I have only to add that the Court must take care to see that its award is fair to both sides – it must give just compensation to the plaintiff, but must not pour our largesse from the horn of plenty at the defendant’s expense.’


  1. Various considerations militate against a substantial damages award in this instance. The detention was for a period of only six hours during the afternoon, and the appellant was not made to spend the night in the cell. While previous decisions provide some useful indications, the actual amounts awarded are ultimately influenced by the facts of each case.25 It is accepted that the appellant acted reasonably in incurring legal costs to secure his release. An award for general damages and the legal costs necessarily and reasonably incurred in securing the appellant’s release in the sum of R25 000 appears to be appropriate in this instance.




Order


  1. In the result:


  1. Condonation is granted and the appellant’s appeal is re-instated.

  2. The costs occasioned by the application for condonation and re-instatement is to be paid by the appellant.

  3. The appeal is upheld with costs.

  4. The order of the court a quo is set aside and is replaced with the following:


1. The first defendant is ordered to pay to the plaintiff the amount of R25 000,00, as and for general damages.

2. The first defendant is ordered to pay to the plaintiff the amount of R3492,00 as and for special damages.

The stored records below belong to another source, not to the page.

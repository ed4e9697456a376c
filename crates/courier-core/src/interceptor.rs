//! Interceptor registries for the request and response sides of the pipeline

use crate::config::RequestConfig;
use crate::error::{Error, Result};
use crate::response::Response;
use futures::future::{BoxFuture, FutureExt};
use std::fmt;
use std::future::Future;
use std::sync::{Arc, PoisonError, RwLock};

type FulfilledFn<T> = dyn Fn(T) -> BoxFuture<'static, Result<T>> + Send + Sync;
type RejectedFn<T> = dyn Fn(Error) -> BoxFuture<'static, Result<T>> + Send + Sync;

/// A success handler with an optional failure handler.
///
/// The failure handler receives the error produced by the stages before this
/// one and may recover by returning `Ok`.
pub struct Interceptor<T> {
    fulfilled: Arc<FulfilledFn<T>>,
    rejected: Option<Arc<RejectedFn<T>>>,
}

impl<T: Send + 'static> Interceptor<T> {
    pub fn new<F, Fut>(fulfilled: F) -> Self
    where
        F: Fn(T) -> Fut + Send + Sync + 'static,
        Fut: Future<Output = Result<T>> + Send + 'static,
    {
        Self {
            fulfilled: Arc::new(move |value| fulfilled(value).boxed()),
            rejected: None,
        }
    }

    /// Interceptor from a synchronous function.
    pub fn map<F>(f: F) -> Self
    where
        F: Fn(T) -> Result<T> + Send + Sync + 'static,
    {
        Self::new(move |value| std::future::ready(f(value)))
    }

    /// Interceptor that only handles failures; successes pass through.
    pub fn rejection<G, Fut>(rejected: G) -> Self
    where
        G: Fn(Error) -> Fut + Send + Sync + 'static,
        Fut: Future<Output = Result<T>> + Send + 'static,
    {
        Self::new(|value| async move { Ok(value) }).on_rejected(rejected)
    }

    pub fn on_rejected<G, Fut>(mut self, rejected: G) -> Self
    where
        G: Fn(Error) -> Fut + Send + Sync + 'static,
        Fut: Future<Output = Result<T>> + Send + 'static,
    {
        self.rejected = Some(Arc::new(move |err| rejected(err).boxed()));
        self
    }

    pub fn handles_rejection(&self) -> bool {
        self.rejected.is_some()
    }

    pub async fn fulfill(&self, value: T) -> Result<T> {
        (self.fulfilled)(value).await
    }

    /// Hand `err` to the failure handler, or return it unchanged when there is none.
    pub async fn reject(&self, err: Error) -> Result<T> {
        match &self.rejected {
            Some(rejected) => rejected(err).await,
            None => Err(err),
        }
    }

    /// Route the outcome of the previous stage to the matching handler.
    pub async fn settle(&self, outcome: Result<T>) -> Result<T> {
        match outcome {
            Ok(value) => self.fulfill(value).await,
            Err(err) => self.reject(err).await,
        }
    }
}

impl<T> Clone for Interceptor<T> {
    fn clone(&self) -> Self {
        Self {
            fulfilled: Arc::clone(&self.fulfilled),
            rejected: self.rejected.clone(),
        }
    }
}

impl<T> fmt::Debug for Interceptor<T> {
    fn fmt(&self, f: &mut fmt::Formatter<'_>) -> fmt::Result {
        f.debug_struct("Interceptor")
            .field("rejected", &self.rejected.is_some())
            .finish()
    }
}

/// Handle returned by [`InterceptorManager::register`].
#[derive(Debug, Clone, Copy, PartialEq, Eq, Hash)]
pub struct InterceptorId(usize);

impl InterceptorId {
    pub fn index(self) -> usize {
        self.0
    }
}

/// Ordered registry of interceptors.
///
/// Ejected entries leave an empty slot behind so ids stay valid.
pub struct InterceptorManager<T> {
    slots: RwLock<Vec<Option<Interceptor<T>>>>,
}

impl<T> Default for InterceptorManager<T> {
    fn default() -> Self {
        Self {
            slots: RwLock::new(Vec::new()),
        }
    }
}

impl<T> InterceptorManager<T> {
    pub fn new() -> Self {
        Self::default()
    }

    pub fn register(&self, interceptor: Interceptor<T>) -> InterceptorId {
        let mut slots = self.slots.write().unwrap_or_else(PoisonError::into_inner);
        slots.push(Some(interceptor));
        let id = InterceptorId(slots.len() - 1);
        tracing::debug!(id = id.0, "interceptor registered");
        id
    }

    /// Remove an interceptor. Unknown or already ejected ids are ignored.
    pub fn eject(&self, id: InterceptorId) {
        let mut slots = self.slots.write().unwrap_or_else(PoisonError::into_inner);
        if let Some(slot) = slots.get_mut(id.0) {
            if slot.take().is_some() {
                tracing::debug!(id = id.0, "interceptor ejected");
            }
        }
    }

    /// Live interceptors in registration order.
    pub fn snapshot(&self) -> Vec<Interceptor<T>> {
        self.slots
            .read()
            .unwrap_or_else(PoisonError::into_inner)
            .iter()
            .flatten()
            .cloned()
            .collect()
    }

    /// Visit live interceptors in registration order. The visitor runs on a
    /// snapshot, so it may register or eject without blocking.
    pub fn for_each<F>(&self, mut visit: F)
    where
        F: FnMut(&Interceptor<T>),
    {
        for interceptor in self.snapshot() {
            visit(&interceptor);
        }
    }

    /// Number of live interceptors.
    pub fn len(&self) -> usize {
        self.slots
            .read()
            .unwrap_or_else(PoisonError::into_inner)
            .iter()
            .filter(|slot| slot.is_some())
            .count()
    }

    pub fn is_empty(&self) -> bool {
        self.len() == 0
    }
}

impl<T> fmt::Debug for InterceptorManager<T> {
    fn fmt(&self, f: &mut fmt::Formatter<'_>) -> fmt::Result {
        f.debug_struct("InterceptorManager")
            .field("live", &self.len())
            .finish()
    }
}

/// The two registries owned by a client.
#[derive(Debug, Default)]
pub struct Interceptors {
    pub request: InterceptorManager<RequestConfig>,
    pub response: InterceptorManager<Response>,
}
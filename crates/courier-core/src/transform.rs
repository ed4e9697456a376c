//! Ordered data transforms applied to request and response bodies

use crate::headers::{process_headers, Headers};
use crate::payload::Payload;
use serde_json::Value as JsonValue;
use std::fmt;
use std::sync::Arc;

pub type TransformFn = dyn Fn(Option<Payload>, &mut Headers) -> Option<Payload> + Send + Sync;

/// Ordered list of transform functions.
#[derive(Clone, Default)]
pub struct Transformers(Vec<Arc<TransformFn>>);

impl Transformers {
    pub fn new() -> Self {
        Self::default()
    }

    /// A list holding one function.
    pub fn single<F>(f: F) -> Self
    where
        F: Fn(Option<Payload>, &mut Headers) -> Option<Payload> + Send + Sync + 'static,
    {
        Self::new().then(f)
    }

    /// Append a function to run after the current ones.
    pub fn then<F>(mut self, f: F) -> Self
    where
        F: Fn(Option<Payload>, &mut Headers) -> Option<Payload> + Send + Sync + 'static,
    {
        self.0.push(Arc::new(f));
        self
    }

    /// Append every function of `other`.
    pub fn chain(mut self, other: &Transformers) -> Self {
        self.0.extend(other.0.iter().cloned());
        self
    }

    /// The library's request pipeline: header processing plus JSON encoding.
    pub fn default_request() -> Self {
        Self::single(default_transform_request)
    }

    /// The library's response pipeline: JSON decoding of text bodies.
    pub fn default_response() -> Self {
        Self::single(default_transform_response)
    }

    pub fn len(&self) -> usize {
        self.0.len()
    }

    pub fn is_empty(&self) -> bool {
        self.0.is_empty()
    }
}

impl fmt::Debug for Transformers {
    fn fmt(&self, f: &mut fmt::Formatter<'_>) -> fmt::Result {
        write!(f, "Transformers({})", self.0.len())
    }
}

/// Run `data` through every function in order. Each function may also
/// rewrite `headers`.
pub fn transform(
    data: Option<Payload>,
    headers: &mut Headers,
    fns: Option<&Transformers>,
) -> Option<Payload> {
    let Some(fns) = fns else {
        return data;
    };
    fns.0.iter().fold(data, |data, f| f(data, &mut *headers))
}

/// Encode structured bodies as JSON text; everything else passes through.
pub fn default_transform_request(data: Option<Payload>, headers: &mut Headers) -> Option<Payload> {
    process_headers(headers, data.as_ref());
    match data {
        Some(Payload::Json(value)) => match serde_json::to_string(&value) {
            Ok(text) => Some(Payload::Text(text)),
            Err(e) => {
                tracing::warn!(error = %e, "failed to encode request body as JSON");
                Some(Payload::Json(value))
            }
        },
        other => other,
    }
}

/// Decode text bodies that parse as JSON. Text that does not parse is
/// returned unchanged.
pub fn default_transform_response(data: Option<Payload>, _headers: &mut Headers) -> Option<Payload> {
    match data {
        Some(Payload::Text(text)) => match serde_json::from_str::<JsonValue>(&text) {
            Ok(value) => Some(Payload::Json(value)),
            Err(e) => {
                tracing::trace!(error = %e, "response body is not JSON, keeping text");
                Some(Payload::Text(text))
            }
        },
        other => other,
    }
}
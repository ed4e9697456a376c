//! `Transport` implementation backed by reqwest

use super::timeout::TimeoutPolicy;
use crate::error::{AdapterError, AdapterResult};
use async_trait::async_trait;
use courier_core::{
    FormData, FormPart, Headers, Payload, Progress, ProgressHandler, ResponseType, Transport,
    TransportError, TransportRequest, TransportResponse,
};
use reqwest::multipart::{Form, Part};
use reqwest::{Client, Method, RequestBuilder};

/// Sends requests with a shared reqwest client.
#[derive(Debug, Clone)]
pub struct ReqwestTransport {
    client: Client,
    policy: TimeoutPolicy,
}

impl ReqwestTransport {
    /// Transport with the default connect timeout.
    pub fn new() -> AdapterResult<Self> {
        Self::with_policy(TimeoutPolicy::default())
    }

    pub fn with_policy(policy: TimeoutPolicy) -> AdapterResult<Self> {
        policy.validate()?;
        let client = policy.apply_to_client_builder(Client::builder()).build()?;
        Ok(Self { client, policy })
    }

    /// Wrap an already configured client.
    pub fn from_client(client: Client) -> Self {
        Self {
            client,
            policy: TimeoutPolicy::default(),
        }
    }

    fn build_request(&self, request: &TransportRequest) -> AdapterResult<(RequestBuilder, Option<u64>)> {
        let method = Method::from_bytes(request.method.as_bytes())
            .map_err(|_| AdapterError::InvalidMethod(request.method.clone()))?;
        let mut builder = self.client.request(method, &request.url);
        for (name, value) in request.headers.iter() {
            builder = builder.header(name, value);
        }

        let (builder, size) = match &request.body {
            None => (builder, None),
            Some(Payload::Text(text)) => (builder.body(text.clone()), Some(text.len() as u64)),
            Some(Payload::Binary(bytes)) => (builder.body(bytes.clone()), Some(bytes.len() as u64)),
            Some(Payload::Json(value)) => {
                let bytes = serde_json::to_vec(value)?;
                let size = bytes.len() as u64;
                (builder.body(bytes), Some(size))
            }
            Some(Payload::Multipart(form)) => {
                let size = multipart_size(form);
                (builder.multipart(multipart_form(form)?), Some(size))
            }
        };
        Ok((builder, size))
    }
}

fn multipart_size(form: &FormData) -> u64 {
    form.parts()
        .iter()
        .map(|part| match part {
            FormPart::Text { value, .. } => value.len() as u64,
            FormPart::File { content, .. } => content.len() as u64,
        })
        .sum()
}

fn multipart_form(form: &FormData) -> AdapterResult<Form> {
    let mut multipart = Form::new();
    for part in form.parts() {
        multipart = match part {
            FormPart::Text { name, value } => multipart.text(name.clone(), value.clone()),
            FormPart::File {
                name,
                filename,
                mime_type,
                content,
            } => {
                let mut file = Part::bytes(content.clone()).file_name(filename.clone());
                if let Some(mime) = mime_type {
                    file = file.mime_str(mime)?;
                }
                multipart.part(name.clone(), file)
            }
        };
    }
    Ok(multipart)
}

fn response_headers(response: &reqwest::Response) -> Headers {
    let mut headers = Headers::new();
    for name in response.headers().keys() {
        let value = response
            .headers()
            .get_all(name)
            .iter()
            .map(|v| String::from_utf8_lossy(v.as_bytes()).into_owned())
            .collect::<Vec<_>>()
            .join(", ");
        headers.insert(name.as_str().to_lowercase(), value);
    }
    headers
}

fn decode_body(bytes: Vec<u8>, response_type: ResponseType) -> Option<Payload> {
    match response_type {
        ResponseType::Bytes => Some(Payload::Binary(bytes)),
        ResponseType::Text => Some(Payload::Text(String::from_utf8_lossy(&bytes).into_owned())),
        ResponseType::Json if bytes.is_empty() => None,
        ResponseType::Json => match serde_json::from_slice(&bytes) {
            Ok(value) => Some(Payload::Json(value)),
            Err(e) => {
                tracing::debug!(error = %e, "response body is not valid JSON, returning text");
                Some(Payload::Text(String::from_utf8_lossy(&bytes).into_owned()))
            }
        },
    }
}

async fn read_body(
    mut response: reqwest::Response,
    progress: Option<&ProgressHandler>,
) -> Result<Vec<u8>, reqwest::Error> {
    let total = response.content_length();
    let mut body = Vec::with_capacity(total.unwrap_or(0) as usize);
    while let Some(chunk) = response.chunk().await? {
        body.extend_from_slice(&chunk);
        if let Some(progress) = progress {
            progress.report(Progress {
                loaded: body.len() as u64,
                total,
            });
        }
    }
    Ok(body)
}

impl ReqwestTransport {
    async fn exchange(&self, request: TransportRequest) -> Result<TransportResponse, TransportError> {
        let (builder, size) = self.build_request(&request)?;
        let policy = self.policy.for_request(request.timeout_ms);
        let download = request.on_download_progress.clone();

        let exchange = async {
            let response = builder.send().await?;
            if let (Some(progress), Some(size)) = (&request.on_upload_progress, size) {
                progress.report(Progress {
                    loaded: size,
                    total: Some(size),
                });
            }
            let status = response.status();
            let headers = response_headers(&response);
            let body = read_body(response, download.as_ref()).await?;
            Ok::<_, reqwest::Error>((status, headers, body))
        };

        let (status, headers, body) = policy.execute_with_timeout(exchange).await?;
        Ok(TransportResponse {
            status: status.as_u16(),
            status_text: status.canonical_reason().unwrap_or_default().to_string(),
            headers,
            data: decode_body(body, request.response_type),
        })
    }
}

#[async_trait]
impl Transport for ReqwestTransport {
    async fn send(&self, request: TransportRequest) -> Result<TransportResponse, TransportError> {
        tracing::debug!(method = %request.method, url = %request.url, "sending HTTP request");
        match request.cancel_token.clone() {
            Some(token) => {
                tokio::select! {
                    biased;
                    _ = token.cancelled() => Err(TransportError::Aborted),
                    outcome = self.exchange(request) => outcome,
                }
            }
            None => self.exchange(request).await,
        }
    }
}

3. The defendant is ordered to pay interest on the aforesaid amounts at the legally prescribed rate, from the date of service of summons to date of payment.

4. The defendant is ordered to pay the plaintiff’s costs of suit, together with interest calculated thereon at the legally prescribed rate, from a date fourteen (14) days after taxation to the date of payment.”



_________________________

A. GOVINDJEE

JUDGE OF THE HIGH COURT


VAN ZYL DJP:


I agree.


_________________________

D. VAN ZYL

DEPUTY JUDGE PRESIDENT OF THE HIGH COURT

Appearances:


Counsel for the Appellants: Adv S. Sephton

St George’s Chambers

Makhanda


Instructed by : Neville Borman and Botha

22 Hill Street

Makhanda

046 622 7200



Counsel for the respondent: Adv V. Madokwe

Oasim Building

Port Elizabeth


Instructed by : Zilwa Attorneys

41 African Street

Makhanda

047 531 0356



Heard: 22 April 2022

Delivered: 3 May 2022





1 South Cape Corporation (Pty) Ltd v Engineering Management Services (Pty) Ltd 1977 (3) SA 534 (A) at 549.

2 See Pretoria Garrison Institutes v Danish Variety Products (Pty) Ltd 1948 (1) SA 839 (AD).

3 Uniform Rule 49(6)(b).

5 See South African Allied Workers’ Union (in liquidation) v De Klerk NO 1992 (3) SA 1 (A) at 4B.

6 Van Wyk v Unitas Hospital (Open Democratic Advice Centre as Amicus Curiae) 2008 (2) SA 472 (CC) at 477E.

7 Saloojee and Another NNO v Minister of Community Development 1965 (2) SA 135 (A) at 141C-E.

8 South African Allied Workers’ Union (in liquidation) v De Klerk NO 1992 (3) SA 1 (A) at 4B.

9 Minister of Police v Nojoko (ECD, Grahamstown) (unreported) (Case no. CA314/2019).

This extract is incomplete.